Eclipse . . . Finally done with it!!

Well since we moved in January I miss placed my book and didn't find it {in the most random box} until just two weeks ago. I finished it a couple of days after that. I needed to know how it was going to end but I really didn't need that final book to be so long. From the point where I picked up Alison had left and no one could figure out why, other than to save herself from the ensuing destruction that was coming.

Oh could Bella complain any more?? I almost really don't think she could. From the time I picked up the book a couple weeks ago and started from where I had left off, she has done nothing but whine and complain. Wow is her!! I couldn't stand it, but from all the self pity and worry I had to read on to see how this epic fight was going to be carried out in the end.

Then . . . NOTHING!!! With everyone and their mind games and powers, everyone just stood around chatting. VERY anti climatic!!! A bit disappointed in how the series ends. I have heard some say they like the series because of the love and devotion that they have towards each other but it reminds me of 'The Bachlor' or other reality TV shows where someone is supposed to find true love in completely non-real world settings. Are you kidding me!!! There is no responsibility and you don't ever get to see that person in their own real life element . . . but that is a post for another day, I could go on and on.

Over all, I think the first book was the best and the series just went down hill. Will I keep the books, Yes . . . my husband bought them for me and maybe I'll try reading them again and not spreading it out over such a long period, maybe that will help them be a bit better. Will I let me daughter read them . . . only if I feel she has a great grasp on what is real and what isn't. While I have seen it work out many times, my parents in fact, I don't want her to think she needs to find true love in high school.
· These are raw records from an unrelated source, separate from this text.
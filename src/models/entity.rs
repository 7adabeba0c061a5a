//! Analyzed entities (points or shapes submitted for classification).

use serde::{Deserialize, Serialize};

use crate::crs::{CanonicalGeometry, GeometryKind};

/// Input representation an entity was built from
#[derive(Debug, Clone, Copy, PartialEq, Eq, Serialize, Deserialize)]
#[serde(rename_all = "snake_case")]
pub enum SourceFormat {
    /// Degrees/minutes/seconds string
    Dms,
    /// Decimal latitude/longitude pair
    DecimalDegrees,
    /// Geocoded free-text address
    Address,
    /// One row of a tabular batch
    CsvRow,
    /// One feature of an uploaded polygon bundle
    ShapefileFeature,
}

impl std::fmt::Display for SourceFormat {
    fn fmt(&self, f: &mut std::fmt::Formatter<'_>) -> std::fmt::Result {
        match self {
            SourceFormat::Dms => write!(f, "dms"),
            SourceFormat::DecimalDegrees => write!(f, "decimal_degrees"),
            SourceFormat::Address => write!(f, "address"),
            SourceFormat::CsvRow => write!(f, "csv_row"),
            SourceFormat::ShapefileFeature => write!(f, "shapefile_feature"),
        }
    }
}

/// A named geometry in EPSG:4674. Immutable once built.
#[derive(Debug, Clone, PartialEq)]
pub struct Entity {
    name: String,
    geometry: CanonicalGeometry,
    source_format: SourceFormat,
}

impl Entity {
    pub fn new(
        name: impl Into<String>,
        geometry: CanonicalGeometry,
        source_format: SourceFormat,
    ) -> Self {
        Self {
            name: name.into(),
            geometry,
            source_format,
        }
    }

    pub fn name(&self) -> &str {
        &self.name
    }

    pub fn geometry(&self) -> &CanonicalGeometry {
        &self.geometry
    }

    pub fn source_format(&self) -> SourceFormat {
        self.source_format
    }

    pub fn kind(&self) -> GeometryKind {
        self.geometry.kind()
    }
}

/// Name given to the n-th (0-based) feature of a bundle or unnamed row
pub fn generated_name(index: usize) -> String {
    format!("Entrada {}", index + 1)
}

#[cfg(test)]
mod tests {
    use super::*;
    use crate::crs::{canonical_point, SourceCrs};

    #[test]
    fn test_generated_name_is_one_based() {
        assert_eq!(generated_name(0), "Entrada 1");
        assert_eq!(generated_name(9), "Entrada 10");
    }

    #[test]
    fn test_entity_accessors() {
        let geometry = canonical_point(-22.9, -43.2, SourceCrs::Sirgas2000).unwrap();
        let entity = Entity::new("Local A", geometry, SourceFormat::DecimalDegrees);
        assert_eq!(entity.name(), "Local A");
        assert_eq!(entity.kind(), GeometryKind::Point);
        assert_eq!(entity.geometry().epsg(), 4674);
        assert_eq!(entity.source_format().to_string(), "decimal_degrees");
    }
}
My Sister really likes the Harry Potter Series. She says there is so much that is left out in the movies and I have heard that in the final book, during their epic fight, there really is a fight and Rowling isn't affraid to kill anyone off. But I have also heard from others that it almost goes to the other extreme, that too many main characters whom we have spent the last 6 books getting to know and love, end dying in the end. I wonder how far I could get in those before we move again in 6 weeks.